При всей ценности критики Штирнером религиозного раздвоения человека на духовную «сущность» и второстепенную «телесность» и при всей ценности идеи единства и единственности моего «я», Штирнер нередко трактует это единство чересчур абсолютно. Гипертрофированно понимаемое Штирнером единство «я» начинает противоречить самому себе: мое «я» настолько едино, настолько искореняется всякая внутренняя раздвоенность и борьба, что «я» становится неподвижно; настолько искореняется всякая иерархия и связи внутри «я» [51], что «я» оказывается совершенным (без долга и идеалов) и самодостаточным (нет обязательных связей); наконец, «я» понимается настолько единственно («я» не зависит от общества, не обусловлено им, не служит ему, ничем не обязано ему и лишь пользуется им), что это «я» рискует оказаться и вправду лишь пустой фразой, нулем, абстрактным принципом. Вот к чему порой приводит Штирнера увлечение полемикой, – впрочем, до таких крайностей он доходит нечасто. В его трактовке «я» много неизжитой метафизичности: стремление к изолированию «я» от мира в той или иной степени, мысль о том, что «я» не меняется по существу (хотя меняется его «собственность»: мысли, желания и т.д.), утрирование цельности и самодостаточности «я» [52], недооценка социальной и биологической, вообще внешней – обусловленности «я».
Штирнер рассматривает лишь упрощенную и идеализированную дихотомию: «я-мир» (в мир входит и «моя собственность»: идеи, чувства, желания, связи), но не рассматривает борьбу мотивов и «воль» внутри «я», динамику, многоликость и противоречивость «я».
В книге Штирнера встречаются и иные трактовки «я», где он не столь категоричен и, с теми или иными оговорками, вписывает «я» в контекст мироздания и общества, признает необходимость контактов «я» с миром и людьми, наличие пределов могущества «я», говорит о содержании «я», а порой, как уже было отмечено, и вовсе релятивизирует «я», – и все же вышеуказанные противоречия существенно уменьшают ценность штирнеровского учения о личности, затемняют его новизну и оригинальность, порождают различные – порой противоположные – трактовки этого учения.

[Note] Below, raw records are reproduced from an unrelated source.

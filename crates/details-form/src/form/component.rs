use std::sync::Arc;

use tokio::task::JoinHandle;
use tracing::warn;

use crate::config::FormConfig;

use super::controller::{FormController, FormError};
use super::domain::{EntryId, Gender, Submission, TechStackEntry};
use super::render::ResultView;
use super::rules::{FieldErrors, FieldPath};
use super::submission::{lock, SharedDisplay, SubmissionHandler};

/// Input coming from the host UI.
#[derive(Debug, Clone, PartialEq, Eq)]
pub enum FormEvent {
    Change { path: FieldPath, value: String },
    SelectGender(Option<Gender>),
    Blur(FieldPath),
    AppendTechStack,
    RemoveTechStack(usize),
    MoveTechStack { from: usize, to: usize },
    Submit,
    Reset,
}

/// What a submit trigger did.
#[derive(Debug)]
pub enum SubmitOutcome {
    /// The draft was valid; the handle resolves once the snapshot is published.
    Started(JoinHandle<()>),
    Invalid(FieldErrors),
    /// An earlier submission is still pending.
    Busy,
}

#[derive(Debug)]
pub enum EventOutcome {
    Updated,
    Appended(EntryId),
    Removed(Option<TechStackEntry>),
    Moved(bool),
    Submit(SubmitOutcome),
}

/// The basic details form: controller, submission handler and display state.
pub struct DetailsForm {
    controller: FormController,
    handler: SubmissionHandler,
    display: SharedDisplay,
    allow_overlapping_submits: bool,
}

impl DetailsForm {
    pub fn new(config: &FormConfig) -> Self {
        Self::with_handler(config, SubmissionHandler::simulated(config.submit_delay))
    }

    pub fn with_handler(config: &FormConfig, handler: SubmissionHandler) -> Self {
        Self {
            controller: FormController::with_standard_fields(config.validation_mode),
            handler,
            display: SharedDisplay::default(),
            allow_overlapping_submits: config.allow_overlapping_submits,
        }
    }

    pub fn controller(&self) -> &FormController {
        &self.controller
    }

    pub fn controller_mut(&mut self) -> &mut FormController {
        &mut self.controller
    }

    pub fn is_loading(&self) -> bool {
        lock(&self.display).is_loading()
    }

    pub fn last_submitted(&self) -> Option<Submission> {
        lock(&self.display).last_submitted().cloned()
    }

    pub fn result_view(&self) -> ResultView {
        ResultView::project(lock(&self.display).last_submitted())
    }

    /// Validates the draft and, if it passes, starts the submission in the background.
    ///
    /// Must be called from within a Tokio runtime.
    pub fn submit(&mut self) -> SubmitOutcome {
        if !self.allow_overlapping_submits && self.is_loading() {
            warn!("submission already pending, ignoring submit");
            return SubmitOutcome::Busy;
        }

        match self.controller.handle_submit() {
            Ok(submission) => SubmitOutcome::Started(self.handler.spawn(&self.display, submission)),
            Err(errors) => SubmitOutcome::Invalid(errors),
        }
    }

    /// Clears the draft. The last submitted snapshot stays on display.
    pub fn reset(&mut self) {
        self.controller.reset();
    }

    pub fn dispatch(&mut self, event: FormEvent) -> Result<EventOutcome, FormError> {
        let outcome = match event {
            FormEvent::Change { path, value } => {
                self.controller.set_value(path, value)?;
                EventOutcome::Updated
            }
            FormEvent::SelectGender(choice) => {
                self.controller.select_gender(choice);
                EventOutcome::Updated
            }
            FormEvent::Blur(path) => {
                self.controller.blur(path);
                EventOutcome::Updated
            }
            FormEvent::AppendTechStack => {
                EventOutcome::Appended(self.controller.append_tech_stack_entry())
            }
            FormEvent::RemoveTechStack(index) => {
                EventOutcome::Removed(self.controller.remove_tech_stack_entry(index))
            }
            FormEvent::MoveTechStack { from, to } => {
                EventOutcome::Moved(self.controller.move_tech_stack_entry(from, to))
            }
            FormEvent::Submit => EventOutcome::Submit(self.submit()),
            FormEvent::Reset => {
                self.reset();
                EventOutcome::Updated
            }
        };
        Ok(outcome)
    }

    /// Shares the display state, e.g. with a host that renders on its own schedule.
    pub fn display(&self) -> SharedDisplay {
        Arc::clone(&self.display)
    }
}
use std::fmt::Write as _;

use details_form::config::FormConfig;
use details_form::error::AppError;
use details_form::form::{
    DetailsForm, EventOutcome, FieldErrors, FieldPath, FormEvent, Gender, SubmitOutcome,
};
use tokio::io::{AsyncBufReadExt, BufReader};
use tokio::sync::mpsc;
use tracing::warn;

const HELP: &str = "\
Commands:
  set <field> <value>   change a text field (firstName, lastName, dateOfBirth, email,
                        phoneNumber, techStack.N.value); omit the value to clear it
  gender <choice>       select male, female or other; `none` clears the selection
  blur <field>          leave a field (validates it in on_blur mode)
  add                   append a tech stack entry
  remove <index>        remove a tech stack entry (the first one always stays)
  move <from> <to>      reorder tech stack entries
  submit                validate and submit the form
  reset                 clear the form (the last result stays on display)
  show                  print the current draft and its errors
  result                print the last submitted result
  help                  print this help
  quit                  leave the session";

/// One parsed line of session input.
#[derive(Debug, Clone, PartialEq, Eq)]
pub(crate) enum SessionCommand {
    Event(FormEvent),
    Show,
    Result,
    Help,
    Quit,
}

/// Parses a line of input. Blank lines yield `None`.
pub(crate) fn parse_command(line: &str) -> Result<Option<SessionCommand>, String> {
    let line = line.trim();
    if line.is_empty() {
        return Ok(None);
    }

    let (verb, rest) = match line.split_once(char::is_whitespace) {
        Some((verb, rest)) => (verb, rest.trim_start()),
        None => (line, ""),
    };

    let command = match verb.to_ascii_lowercase().as_str() {
        "set" => {
            let (field, value) = match rest.split_once(char::is_whitespace) {
                Some((field, value)) => (field, value.trim()),
                None => (rest, ""),
            };
            if field.is_empty() {
                return Err("usage: set <field> <value>".to_string());
            }
            let path = parse_path(field)?;
            SessionCommand::Event(FormEvent::Change {
                path,
                value: value.to_string(),
            })
        }
        "gender" => {
            let choice = match rest {
                "" => return Err("usage: gender <male|female|other|none>".to_string()),
                raw if raw.eq_ignore_ascii_case("none") => None,
                raw => Some(raw.parse::<Gender>().map_err(|err| err.to_string())?),
            };
            SessionCommand::Event(FormEvent::SelectGender(choice))
        }
        "blur" => SessionCommand::Event(FormEvent::Blur(parse_path(rest)?)),
        "add" => SessionCommand::Event(FormEvent::AppendTechStack),
        "remove" => SessionCommand::Event(FormEvent::RemoveTechStack(parse_index(rest)?)),
        "move" => {
            let mut parts = rest.split_whitespace();
            match (parts.next(), parts.next(), parts.next()) {
                (Some(from), Some(to), None) => SessionCommand::Event(FormEvent::MoveTechStack {
                    from: parse_index(from)?,
                    to: parse_index(to)?,
                }),
                _ => return Err("usage: move <from> <to>".to_string()),
            }
        }
        "submit" => SessionCommand::Event(FormEvent::Submit),
        "reset" => SessionCommand::Event(FormEvent::Reset),
        "show" => SessionCommand::Show,
        "result" => SessionCommand::Result,
        "help" | "?" => SessionCommand::Help,
        "quit" | "exit" => SessionCommand::Quit,
        other => return Err(format!("unknown command '{other}', type `help` for a list")),
    };

    Ok(Some(command))
}

fn parse_path(raw: &str) -> Result<FieldPath, String> {
    raw.parse::<FieldPath>().map_err(|err| err.to_string())
}

fn parse_index(raw: &str) -> Result<usize, String> {
    raw.trim()
        .parse::<usize>()
        .map_err(|_| format!("'{raw}' is not a tech stack index"))
}

pub(crate) async fn run(config: &FormConfig) -> Result<(), AppError> {
    let mut form = DetailsForm::new(config);
    let mut lines = BufReader::new(tokio::io::stdin()).lines();
    let (done_tx, mut done_rx) = mpsc::channel::<()>(4);

    println!("Basic details form. Type `help` for commands.");
    println!("{}", render_form(&form));

    loop {
        tokio::select! {
            line = lines.next_line() => {
                let Some(line) = line? else {
                    break;
                };
                match parse_command(&line) {
                    Ok(None) => {}
                    Ok(Some(SessionCommand::Quit)) => break,
                    Ok(Some(command)) => handle(&mut form, command, &done_tx),
                    Err(message) => println!("{message}"),
                }
            }
            Some(()) = done_rx.recv() => {
                println!("\n{}", form.result_view());
            }
        }
    }

    Ok(())
}

fn handle(form: &mut DetailsForm, command: SessionCommand, done: &mpsc::Sender<()>) {
    match command {
        SessionCommand::Event(FormEvent::Submit) => match form.submit() {
            SubmitOutcome::Started(handle) => {
                println!("Submitting...");
                let done = done.clone();
                tokio::spawn(async move {
                    if let Err(err) = handle.await {
                        warn!(error = %err, "submission task ended abnormally");
                    }
                    let _ = done.send(()).await;
                });
            }
            SubmitOutcome::Invalid(errors) => print!("{}", render_errors(&errors)),
            SubmitOutcome::Busy => println!("A submission is already in progress."),
        },
        SessionCommand::Event(event) => {
            let changed = match &event {
                FormEvent::Change { path, .. } | FormEvent::Blur(path) => Some(*path),
                FormEvent::SelectGender(_) => Some(FieldPath::Gender),
                _ => None,
            };
            match form.dispatch(event) {
                Ok(EventOutcome::Appended(id)) => {
                    let slots = form.controller().tech_stack().slot_count();
                    println!("Added tech stack entry {} ({id}).", slots - 1);
                }
                Ok(EventOutcome::Removed(None)) => {
                    println!("That tech stack entry cannot be removed.")
                }
                Ok(EventOutcome::Moved(false)) => println!("No such tech stack entries."),
                Ok(_) => {}
                Err(err) => println!("{err}"),
            }
            if let Some(error) = changed.and_then(|path| form.controller().error(&path)) {
                println!("  ! {}", error.message);
            }
        }
        SessionCommand::Show => println!("{}", render_form(form)),
        SessionCommand::Result => println!("{}", form.result_view()),
        SessionCommand::Help => println!("{HELP}"),
        SessionCommand::Quit => {}
    }
}

/// Renders the draft as the host shows it: labelled inputs, tech-stack slots and any
/// errors under the field they belong to.
pub(crate) fn render_form(form: &DetailsForm) -> String {
    let controller = form.controller();
    let values = controller.values();
    let errors = controller.errors();
    let mut out = String::new();

    let scalar = [
        ("First Name", FieldPath::FirstName, values.first_name.as_str()),
        ("Last Name", FieldPath::LastName, values.last_name.as_str()),
        (
            "Gender",
            FieldPath::Gender,
            values.gender.map(|gender| gender.label()).unwrap_or(""),
        ),
        (
            "Date of Birth",
            FieldPath::DateOfBirth,
            values.date_of_birth.as_str(),
        ),
        ("Email Address", FieldPath::Email, values.email.as_str()),
        (
            "Phone Number",
            FieldPath::PhoneNumber,
            values.phone_number.as_str(),
        ),
    ];

    for (label, path, value) in scalar {
        let _ = writeln!(out, "{label:<14} [{path}] {value}");
        if let Some(error) = errors.get(&path) {
            let _ = writeln!(out, "{:<14}   ! {}", "", error.message);
        }
    }

    let _ = writeln!(out, "Tech Stack");
    for slot in controller.tech_stack_slots() {
        let control = if slot.removable { " (x)" } else { "" };
        let _ = writeln!(out, "  {}: {}{control}", slot.index, slot.value);
        if let Some(error) = errors.get(&FieldPath::TechStackEntry(slot.index)) {
            let _ = writeln!(out, "     ! {}", error.message);
        }
    }

    if form.is_loading() {
        let _ = writeln!(out, "Submitting...");
    }
    out.trim_end().to_string()
}

pub(crate) fn render_errors(errors: &FieldErrors) -> String {
    let mut out = String::new();
    for (path, error) in errors {
        let _ = writeln!(out, "  {path}: {} ({})", error.message, error.kind);
    }
    out
}
use std::fmt;
use std::str::FromStr;

use chrono::NaiveDate;
use serde::{Deserialize, Deserializer, Serialize, Serializer};
use uuid::Uuid;

/// Closed set of gender choices offered by the form.
///
/// The committed value is the whole choice, so the result view can show the label
/// without a reverse lookup. On the wire a choice is `{ "label": "Other", "value": "other" }`.
#[derive(Debug, Clone, Copy, PartialEq, Eq, Hash)]
pub enum Gender {
    Male,
    Female,
    Other,
}

impl Gender {
    pub const ALL: [Gender; 3] = [Gender::Male, Gender::Female, Gender::Other];

    /// Machine value submitted with the form.
    pub fn value(&self) -> &'static str {
        match self {
            Gender::Male => "male",
            Gender::Female => "female",
            Gender::Other => "other",
        }
    }

    /// Label shown in the selector and in the result view.
    pub fn label(&self) -> &'static str {
        match self {
            Gender::Male => "Male",
            Gender::Female => "Female",
            Gender::Other => "Other",
        }
    }
}

impl fmt::Display for Gender {
    fn fmt(&self, f: &mut fmt::Formatter<'_>) -> fmt::Result {
        f.write_str(self.label())
    }
}

/// Raised when a value names none of the gender choices.
#[derive(Debug, Clone, PartialEq, Eq, thiserror::Error)]
#[error("unknown gender choice '{0}', expected one of male, female, other")]
pub struct UnknownGender(pub String);

impl FromStr for Gender {
    type Err = UnknownGender;

    /// Accepts either the machine value or the label, case-insensitively.
    fn from_str(raw: &str) -> Result<Self, Self::Err> {
        let needle = raw.trim();
        Gender::ALL
            .into_iter()
            .find(|choice| {
                choice.value().eq_ignore_ascii_case(needle)
                    || choice.label().eq_ignore_ascii_case(needle)
            })
            .ok_or_else(|| UnknownGender(raw.to_string()))
    }
}

#[derive(Serialize)]
struct ChoiceRef<'a> {
    label: &'a str,
    value: &'a str,
}

#[derive(Deserialize)]
#[serde(untagged)]
enum ChoiceRepr {
    Choice { value: String },
    Value(String),
}

impl Serialize for Gender {
    fn serialize<S: Serializer>(&self, serializer: S) -> Result<S::Ok, S::Error> {
        ChoiceRef {
            label: self.label(),
            value: self.value(),
        }
        .serialize(serializer)
    }
}

impl<'de> Deserialize<'de> for Gender {
    fn deserialize<D: Deserializer<'de>>(deserializer: D) -> Result<Self, D::Error> {
        let raw = match ChoiceRepr::deserialize(deserializer)? {
            ChoiceRepr::Choice { value } => value,
            ChoiceRepr::Value(value) => value,
        };
        raw.parse().map_err(serde::de::Error::custom)
    }
}

/// Stable identity of a tech-stack entry. Generated once at append time and never reassigned.
#[derive(Debug, Clone, Copy, PartialEq, Eq, Hash, PartialOrd, Ord, Serialize, Deserialize)]
#[serde(transparent)]
pub struct EntryId(pub Uuid);

impl EntryId {
    pub fn generate() -> Self {
        Self(Uuid::new_v4())
    }
}

impl fmt::Display for EntryId {
    fn fmt(&self, f: &mut fmt::Formatter<'_>) -> fmt::Result {
        self.0.fmt(f)
    }
}

/// One row of the tech-stack field array.
#[derive(Debug, Clone, PartialEq, Eq, Serialize, Deserialize)]
pub struct TechStackEntry {
    #[serde(default = "EntryId::generate")]
    pub id: EntryId,
    #[serde(default)]
    pub value: String,
}

impl TechStackEntry {
    pub fn blank() -> Self {
        Self {
            id: EntryId::generate(),
            value: String::new(),
        }
    }
}

/// Raw draft values as the host holds them, in the form's camelCase wire shape.
///
/// Missing keys deserialize as empty, which is how an untouched input reads.
#[derive(Debug, Clone, Default, PartialEq, Eq, Serialize, Deserialize)]
#[serde(rename_all = "camelCase", default)]
pub struct FormValues {
    pub first_name: String,
    pub last_name: String,
    pub gender: Option<Gender>,
    pub date_of_birth: String,
    pub email: String,
    pub phone_number: String,
    pub tech_stack: Vec<TechStackEntry>,
}

/// Frozen copy of a draft that passed validation.
#[derive(Debug, Clone, PartialEq, Eq, Serialize, Deserialize)]
#[serde(rename_all = "camelCase")]
pub struct Submission {
    pub first_name: String,
    pub last_name: String,
    pub gender: Gender,
    pub date_of_birth: NaiveDate,
    pub email: String,
    pub phone_number: String,
    pub tech_stack: Vec<TechStackEntry>,
}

III. «Собственник».Третье определение, даваемое Штирнером личности – «собственник». Это понятие вызывало и вызывает различные недоразумения. Именно за частое употребление Штирнером слова «собственник», «собственность» в положительном контексте, марксистские авторы любят называть его «апологетом и идеологом мелкой буржуазии». На самом деле, одно и то же слово – «собственность» в различных контекстах используется Штирнером то как философская категория, то как поэтическая метафора и – намного реже, наконец, как экономическое и юридическое понятие. Наиболее часто под «собственностью» подразумевается: само-владение, самосознание, самосозидание личности, суверенитет, примат личности как творческого и свободного начала над ее содержанием, свойствами, мыслями и чувствами. Штирнер нередко противопоставляет эту «собственность» – «вассальности», «феодальности», при которой личность считает себя «вассалом» Бога, Государства, Человека, и все, что она имеет, – получено ею от них в дар и освящено их высоким авторитетом – как милость и держание, дарованные несуверенной личности.
Моя «собственность» – то, что наполняет меня положительным содержанием, то, что я есть, то, что я могу, хочу и знаю. На смену императиву служения , господствующему в существующем обществе, Штирнер предлагает свой императив: «Над вратами нашего времени, – пишет он, – стоит не аполлоническое изречение: «Познай самого себя», а иное: «Используй самого себя!» » (413; 303). Этот суверенитет личности, своеобразие, «свое» в себе невозможно передать другому и нельзя, в конечном счете, утратить: можно лишь забыть о нем, не видеть его – и потому столь важное значение для Штирнера имеет момент осознания себя личностью, творцом, «собственником». Мы все – «собственники» в потенции, но, лишь осознав себя как таковые, становимся «собственниками» «себя» и «своего» в реальности, используя свою силу (мощь), свое своеобразие (особенность), свое общение с другими и, наконец, свое само-наслаждение. Приведем несколько высказываний мыслителя, раскрывающих его понимание «собственности»: «Ни Бог, ни человек («человеческое общество») – не собственники; собственник – только единичная личность» (413; 238). «Но моя собственность не вещь, ибо вещь имеет независимое от меня существование; моей собственностью я могу назвать только мою силу. Не это дерево, а моя власть над ним, или та сила, с которой я могу им распоряжаться, – моя собственность» (413; 264). Таким образом, Штирнер считает «собственность» чем-то имманентно присущим личности, коренящимся в ее глубине и в ее отношении к миру.